Increment operation behaviour on signed char in C - c

For signed char in C, the range is from -128 to 127. How can a+1 (as in the code), produce 128 and not -128? The subsequent increment is normal (-127 for both a and i).
#include<stdio.h>
int main()
{
char i=127,a=127;
printf("%d\n",++i);//output is -128
printf("%d\n",a+1);//output is 128
//subsequent increment after this is -127 for a and i.
return 0;
}

When used with arithmetic operators, all small integer types (bool, char, short) are subjected to integer promotions before any arithmetic is perfomed on them. In the a + 1 expression your a is promoted to int meaning that this expression is actually interpreted as (int) a + 1. The range of char plays no role here. All calculations are performed in the domain of int and the result has int type. 127 + 1 is 128, which is what you see printed.
Your ++i is defined as i = i + 1. For the same reasons the right-hand side is calculated as (int) i + 1, meaning that in this case the addition is performed in the domain of int as well. Later the result is converted back to char and stored back into i. The addition itself does not overflow and produces 128, but the subsequent conversion back to char "overflows", which produces implementation-defined behavior. In your case that implementation-defined behavior produced the value of -128 as char result.

Related

Is a char value set to CHAR_MAX guaranteed to wrap around to CHAR_MIN?

My code:
#include <stdio.h>
#include <limits.h>
int main()
{
char c = CHAR_MAX;
c += 1;
printf("CHAR_MIN=%d CHAR_MAX=%d c=%d (%c)\n", CHAR_MIN, CHAR_MAX, c, c);
}
Output:
CHAR_MIN=-128 CHAR_MAX=127 c=-128 ()
We see that when we increment a char variable set to CHAR_MAX, it wraps around to CHAR_MIN. Is this behavior guaranteed?
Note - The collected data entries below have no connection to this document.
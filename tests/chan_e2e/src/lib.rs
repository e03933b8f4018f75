//! CONTEXT: chardev-chan end-to-end test harness library
//! INTENT: Multi-threaded producer/consumer checks against real channels
//! DEPS: chardev-chan
//! TESTS: Round trip, overflow policies, exclusive sessions, blocking waits, concurrent records
// Copyright 2026 Open Nexus OS Contributors
// SPDX-License-Identifier: Apache-2.0

#![forbid(unsafe_code)]

use chardev_chan::{ChannelError, Session};

/// Size of one tagged record; channel capacities in the e2e tests are multiples of it.
pub const RECORD_LEN: usize = 8;

/// `[writer][seq:u32 LE][0x5A][sum][!sum]`
pub fn tagged_record(writer: u8, seq: u32) -> [u8; RECORD_LEN] {
    let s = seq.to_le_bytes();
    let sum = writer.wrapping_add(s.iter().fold(0u8, |acc, b| acc.wrapping_add(*b)));
    [writer, s[0], s[1], s[2], s[3], 0x5A, sum, !sum]
}

/// Decodes one record, `None` when the tag or checksum is off.
pub fn decode_record(rec: &[u8]) -> Option<(u8, u32)> {
    let rec: [u8; RECORD_LEN] = rec.try_into().ok()?;
    let seq = u32::from_le_bytes([rec[1], rec[2], rec[3], rec[4]]);
    (tagged_record(rec[0], seq) == rec).then_some((rec[0], seq))
}

/// Writes a whole record, retrying short writes and transient refusals.
pub fn write_all(session: &mut Session, mut data: &[u8]) -> Result<(), ChannelError> {
    while !data.is_empty() {
        match session.write(data) {
            Ok(n) => data = &data[n..],
            Err(ChannelError::Full | ChannelError::Busy | ChannelError::Timeout) => {
                std::thread::yield_now()
            }
            Err(err) => return Err(err),
        }
    }
    Ok(())
}

#[cfg(test)]
mod tests {
    use super::*;

    #[test]
    fn records_decode_and_reject_corruption() {
        let rec = tagged_record(7, 123_456);
        assert_eq!(decode_record(&rec), Some((7, 123_456)));
        let mut bad = rec;
        bad[2] ^= 1;
        assert_eq!(decode_record(&bad), None);
    }
}
//! Logging setup for the runner.

use anyhow::Result;
use tracing::info;
use tracing_subscriber::{fmt, layer::SubscriberExt, util::SubscriberInitExt, EnvFilter};

/// Install the global subscriber.
///
/// Filtering follows `RUST_LOG`; setting `PREDPREY_LOG_JSON` switches the
/// output to one JSON object per line.
pub fn init_telemetry() -> Result<()> {
    let json = std::env::var_os("PREDPREY_LOG_JSON").is_some();

    tracing_subscriber::registry()
        .with(
            EnvFilter::try_from_default_env()
                .unwrap_or_else(|_| "info,predprey_runner=debug".into()),
        )
        .with(json.then(|| fmt::layer().json().with_target(true)))
        .with((!json).then(|| fmt::layer().with_target(true)))
        .try_init()?;

    info!("Telemetry initialized");
    Ok(())
}
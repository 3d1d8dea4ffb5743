//! Fixed-timestep accumulator.

use predprey_core::{Error, Result, SimConfig};

/// Converts elapsed wall-clock time into a whole number of ticks
#[derive(Debug, Clone, Copy, PartialEq)]
pub struct Clock {
    tick_duration: f64,
}

impl Clock {
    pub fn new(tick_rate: u32) -> Result<Self> {
        if tick_rate == 0 {
            return Err(Error::InvalidConfig(
                "tick_rate must be positive".to_string(),
            ));
        }
        Ok(Self {
            tick_duration: 1.0 / f64::from(tick_rate),
        })
    }

    pub fn from_config(config: &SimConfig) -> Result<Self> {
        Self::new(config.tick_rate)
    }

    pub fn tick_duration(&self) -> f64 {
        self.tick_duration
    }

    /// Call `on_tick` once for every whole tick contained in `elapsed` seconds.
    ///
    /// Returns the number of ticks run and the leftover time, which lies in
    /// `[0, tick_duration)` and should be added to the next call's input.
    /// Negative or non-finite input counts as no time at all.
    pub fn advance<F: FnMut()>(&self, elapsed: f64, mut on_tick: F) -> (u64, f64) {
        if !elapsed.is_finite() || elapsed <= 0.0 {
            return (0, 0.0);
        }

        let mut remaining = elapsed;
        let mut ticks = 0;
        while remaining >= self.tick_duration {
            remaining -= self.tick_duration;
            on_tick();
            ticks += 1;
        }
        (ticks, remaining)
    }
}
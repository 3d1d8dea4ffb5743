//! Population statistics.

use crate::types::Cell;
use serde::{Deserialize, Serialize};

/// Population counts, as of the last recomputation
#[derive(Debug, Clone, Copy, Default, PartialEq, Eq, Serialize, Deserialize)]
pub struct Stats {
    pub prey: usize,
    pub predators: usize,
    /// Total ticks run when these counts were taken
    pub tick: u64,
}

impl Stats {
    /// Count live cells by kind in a single pass
    pub fn compute(cells: &[Cell], tick: u64) -> Self {
        let mut stats = Self {
            tick,
            ..Self::default()
        };
        for cell in cells {
            match cell {
                Cell::Predator(_) => stats.predators += 1,
                Cell::Prey(_) => stats.prey += 1,
                Cell::Empty => {}
            }
        }
        stats
    }

    pub fn population(&self) -> usize {
        self.prey + self.predators
    }
}

#[cfg(test)]
mod tests {
    use super::*;

    #[test]
    fn test_compute_counts_by_kind() {
        let cells = [
            Cell::Empty,
            Cell::Prey(10),
            Cell::Predator(50),
            Cell::Prey(1),
            Cell::Empty,
        ];
        let stats = Stats::compute(&cells, 7);
        assert_eq!(stats.prey, 2);
        assert_eq!(stats.predators, 1);
        assert_eq!(stats.tick, 7);
        assert_eq!(stats.population(), 3);
    }

    #[test]
    fn test_compute_empty_slice() {
        assert_eq!(Stats::compute(&[], 0), Stats::default());
    }
}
Or is it going to be undefined behavior or implementation-specified behavior? What does the C99 standard say about this?
[Note: What happen when give value bigger than CHAR_MAX (127) to char or C- why char c=129 will convert into -127? does not address this question because they talk about assigning an out-of-range value not incrementing a value to an out-of-range value.]
The question is twofold: Firstly, is
char c = CHAR_MAX;
c += 1;
evaluated differently from
char c = CHAR_MAX;
c = c + 1;
and the answer is no it is not, because C11/C18 6.5.16.2p3:
A compound assignment of the form E1 op = E2 is equivalent to the simple assignment expression E1 = E1 op (E2) except that the lvalue E1 is evaluated only once, and with respect to an indeterminately-sequenced function call, the operation of a compound assignment is a single evaluation. If E1 has an atomic type, compound assignment is a read-modify-write operation with memory_order_seq_cst memory order semantics. 113)
Then, the question is what happens in c = c + 1. Here the operands to + undergo usual arithmetic conversions, and c and 1 are therefore promoted to int, unless a really wacky architecture requires that char is promoted to unsigned int. The calculation of + is then evaluated, and the result, of type int/unsigned int is converted back to char and stored in c.
There are 3 implementation-defined ways in which this can then be evaluated:
CHAR_MIN is 0 and therefore char is unsigned.
Either char is then promoted to int or unsigned int and if it is promoted to an int, then CHAR_MAX + 1 will necessarily fit into an int too, and will not overflow, or if unsigned int it may fit or wrap around to zero. When the resulting value, which is numerically either CHAR_MAX + 1 or 0 after modulo reduction, back to c, after modulo reduction it will become 0, i.e. CHAR_MIN
Otherwise char is signed, then if CHAR_MAX is smaller than INT_MAX, the result of CHAR_MAX + 1 will fit an int, and the standard C11/C18 6.3.1.3p3 applies to the conversion that happens upon assignment:
Otherwise, the new type is signed and the value cannot be represented in it; either the result is implementation-defined or an implementation-defined signal is raised.
Or, iff sizeof (int) == 1 and char is signed, then char is promoted to an int, and CHAR_MAX == INT_MAX => CHAR_MAX + 1 will cause an integer overflow and the behaviour will be undefined.
I.e. the possible results are:
If char is an unsigned integer type, the result is always 0, i.e. CHAR_MIN.
Otherwise char is a signed integer type, and the behaviour is implementation-defined/undefined:
CHAR_MIN or some other implementation-defined value,
an implementation-defined signal is raised, possibly terminating the program,
or the behaviour is undefined on some platforms where sizeof (char) == sizeof (int).
All increment operations c = c + 1, c += 1, c++ and ++c have the same side effects on the same platform. The evaluated value of the expression c++ will be the value of c before the increment; for the other three, it will be the value of c after the increment.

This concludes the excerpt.